Any hope to cap carbon emissions at the levels called for in the IPCC report will take a massive shift in energy policies at a global scale. Without these international policy initiatives, actions taken at the scale of the individual will be virtually meaningless. Yet only an uprising of individuals taking action is likely to catalyze large-scale change.

The youth climate strikes are an example. They didn't simply happen out of nowhere; all over the world, youth have been working hard for a long time to push the issue into the spotlight. In the US, the Sunrise Movement led by young people has brought climate change to the attention of the nation, and inspired US Reps. Alexandria Ocasio-Cortez and Ed Markey to introduce the Green New Deal in Congress. In this global and national context, the climate strikes served as a single unifying moment in which young people were able to connect, lift each other up, revitalize their efforts and inspire new avenues for action.

While Santa Fe students didn't have to leave class without permission to gather for the strike, the gathering spurred other action. Seventh-grade students at the Santa Fe School of Arts and Sciences approached their history teacher Geetha Holdsworth with renewed concerns about climate change, and so she organized a debate unit examining its geo-political consequences.

One student, Merrick Word-Brown, tells SFR he is looking into how the Citizens United decision has allowed oil money to influence decisions made by Congress. Two other students, Isa Clark and Helena Merlino, are investigating the role of oil and gas money in funding public education.

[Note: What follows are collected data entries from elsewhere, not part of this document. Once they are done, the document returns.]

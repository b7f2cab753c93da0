//! Framework and package manager detection from project manifests.

use std::fs;
use std::path::Path;

/// Lockfiles, in package manager priority order.
pub const LOCKFILES: &[(&str, &str)] = &[
    ("pnpm-lock.yaml", "pnpm"),
    ("yarn.lock", "yarn"),
    ("bun.lockb", "bun"),
    ("package-lock.json", "npm"),
    ("Cargo.lock", "cargo"),
    ("go.sum", "go"),
    ("poetry.lock", "poetry"),
    ("Pipfile.lock", "pipenv"),
    ("uv.lock", "uv"),
    ("Gemfile.lock", "bundler"),
    ("composer.lock", "composer"),
];

/// Manifests that identify a package manager when no lockfile exists.
const MANIFESTS: &[(&str, &str)] = &[
    ("package.json", "npm"),
    ("Cargo.toml", "cargo"),
    ("go.mod", "go"),
    ("pyproject.toml", "pip"),
    ("requirements.txt", "pip"),
    ("Pipfile", "pipenv"),
    ("Gemfile", "bundler"),
    ("pom.xml", "maven"),
    ("build.gradle", "gradle"),
    ("build.gradle.kts", "gradle"),
    ("composer.json", "composer"),
];

const NPM_FRAMEWORKS: &[(&str, &str)] = &[
    ("next", "Next.js"),
    ("react", "React"),
    ("vue", "Vue"),
    ("@angular/core", "Angular"),
    ("svelte", "Svelte"),
    ("express", "Express"),
    ("fastify", "Fastify"),
    ("koa", "Koa"),
    ("@nestjs/core", "NestJS"),
    ("@prisma/client", "Prisma"),
    ("mongoose", "Mongoose"),
    ("typeorm", "TypeORM"),
    ("jest", "Jest"),
    ("vitest", "Vitest"),
];

/// (needle, framework) matched case-insensitively against manifest text.
const TEXT_FRAMEWORKS: &[(&str, &[(&str, &str)])] = &[
    (
        "requirements.txt",
        &[("django", "Django"), ("flask", "Flask"), ("fastapi", "FastAPI"), ("sqlalchemy", "SQLAlchemy"), ("pytest", "pytest")],
    ),
    (
        "pyproject.toml",
        &[("django", "Django"), ("flask", "Flask"), ("fastapi", "FastAPI"), ("sqlalchemy", "SQLAlchemy"), ("pytest", "pytest")],
    ),
    (
        "Cargo.toml",
        &[("axum", "Axum"), ("actix-web", "Actix Web"), ("rocket", "Rocket"), ("tokio", "Tokio"), ("diesel", "Diesel"), ("sea-orm", "SeaORM"), ("sqlx", "SQLx")],
    ),
    (
        "go.mod",
        &[("gin-gonic/gin", "Gin"), ("labstack/echo", "Echo"), ("go-chi/chi", "Chi"), ("gorm.io/gorm", "GORM")],
    ),
    (
        "pom.xml",
        &[("spring-boot", "Spring Boot"), ("hibernate", "Hibernate"), ("junit", "JUnit")],
    ),
    ("Gemfile", &[("rails", "Rails"), ("sinatra", "Sinatra"), ("rspec", "RSpec")]),
];

/// Package manager for the project at `root`, lockfiles first.
pub fn package_manager(root: &Path) -> Option<String> {
    LOCKFILES
        .iter()
        .chain(MANIFESTS.iter())
        .find(|(file, _)| root.join(file).is_file())
        .map(|(_, manager)| manager.to_string())
}

/// Frameworks named in the root manifests, sorted and deduplicated.
/// Unreadable or malformed manifests contribute nothing.
pub fn frameworks(root: &Path) -> Vec<String> {
    let mut found = npm_frameworks(root);

    for (manifest, table) in TEXT_FRAMEWORKS {
        let Ok(text) = fs::read_to_string(root.join(manifest)) else {
            continue;
        };
        let text = text.to_ascii_lowercase();
        for (needle, name) in table.iter() {
            if text.contains(needle) {
                found.push(name.to_string());
            }
        }
    }

    found.sort();
    found.dedup();
    found
}

fn npm_frameworks(root: &Path) -> Vec<String> {
    let Ok(text) = fs::read_to_string(root.join("package.json")) else {
        return Vec::new();
    };
    let manifest: serde_json::Value = match serde_json::from_str(&text) {
        Ok(value) => value,
        Err(e) => {
            tracing::debug!("ignoring malformed package.json: {}", e);
            return Vec::new();
        }
    };

    let mut found = Vec::new();
    for section in ["dependencies", "devDependencies"] {
        let Some(deps) = manifest.get(section).and_then(|d| d.as_object()) else {
            continue;
        };
        for (package, name) in NPM_FRAMEWORKS {
            if deps.contains_key(*package) {
                found.push(name.to_string());
            }
        }
    }
    found
}

#[cfg(test)]
mod tests {
    use super::*;
    use tempfile::TempDir;

    #[test]
    fn test_package_manager_prefers_lockfile() {
        let temp = TempDir::new().unwrap();
        assert_eq!(package_manager(temp.path()), None);

        fs::write(temp.path().join("package.json"), "{}").unwrap();
        assert_eq!(package_manager(temp.path()).as_deref(), Some("npm"));

        fs::write(temp.path().join("pnpm-lock.yaml"), "").unwrap();
        assert_eq!(package_manager(temp.path()).as_deref(), Some("pnpm"));
    }

    #[test]
    fn test_frameworks_from_manifests() {
        let temp = TempDir::new().unwrap();
        fs::write(
            temp.path().join("package.json"),
            r#"{"dependencies": {"express": "^4", "react": "^18"}, "devDependencies": {"jest": "^29"}}"#,
        )
        .unwrap();
        fs::write(temp.path().join("requirements.txt"), "Flask==3.0\n").unwrap();

        assert_eq!(frameworks(temp.path()), vec!["Express", "Flask", "Jest", "React"]);
    }

    #[test]
    fn test_malformed_package_json_ignored() {
        let temp = TempDir::new().unwrap();
        fs::write(temp.path().join("package.json"), "{ not json").unwrap();
        assert!(frameworks(temp.path()).is_empty());
    }
}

In 2018, the New Mexico Legislature passed a memorial calling for a study of the effects of carbon pricing, written and introduced by a student group from Santa Fe Prep. This year, the high school students drafted a bill that would have established a carbon pricing plan.

Though the bill stalled in committee, Tabatha Hirsch, one of the students involved in the group, tells SFR the students plan to get it reintroduced next year. The strike event allowed them to network with students from other parts of the state.

"We want to reach out across New Mexico to other students who are interested in climate action," she says.

Tabatha, who was part of the Go Green Club at Wood Gormley Elementary, says her involvement in climate action as a child has made her a more effective activist as a teenager. She says many of her friends who didn't start young are not engaged in activism today.

"I see a lot of my friends who didn't do Go Green Club when they were little being equally or more afraid of climate change, but in a distant way where it's like, 'It's gonna happen and there's nothing we can do.' Whereas a lot of my friends who started young, it's not even a question whether they're going to continue," she says. She adds, "It's important to have fear and concern to be driven to action, but if we don't think that any solution is possible, then I don't believe that anything can really change … I think that I maintain my hope because for me, there's no other option."

Hannah says what angers her most is adults who tell her the youth give them hope, but are unwilling to take personal action. To those adults, she says, "You're here too, you can do something too. I'm glad that I give you hope, but give me a reason to tell you the same thing."

Yet Hannah also recognizes how many people old and young might feel isolated and helpless in the face of such a huge problem. For these people, too, the teen has words of encouragement:

"Your feelings are valid," she says. "Go outside and remind yourself of how beautiful and wild and magical and crazy this universe is, and then start talking and asking people questions and bringing up the uncomfortable conversation, and you might be surprised at what you find. … I think that more people are experiencing these things than are willing to admit it. But once you start talking to people and start forming networks, you will start feeling the support that is out there. And then together, we can move towards action."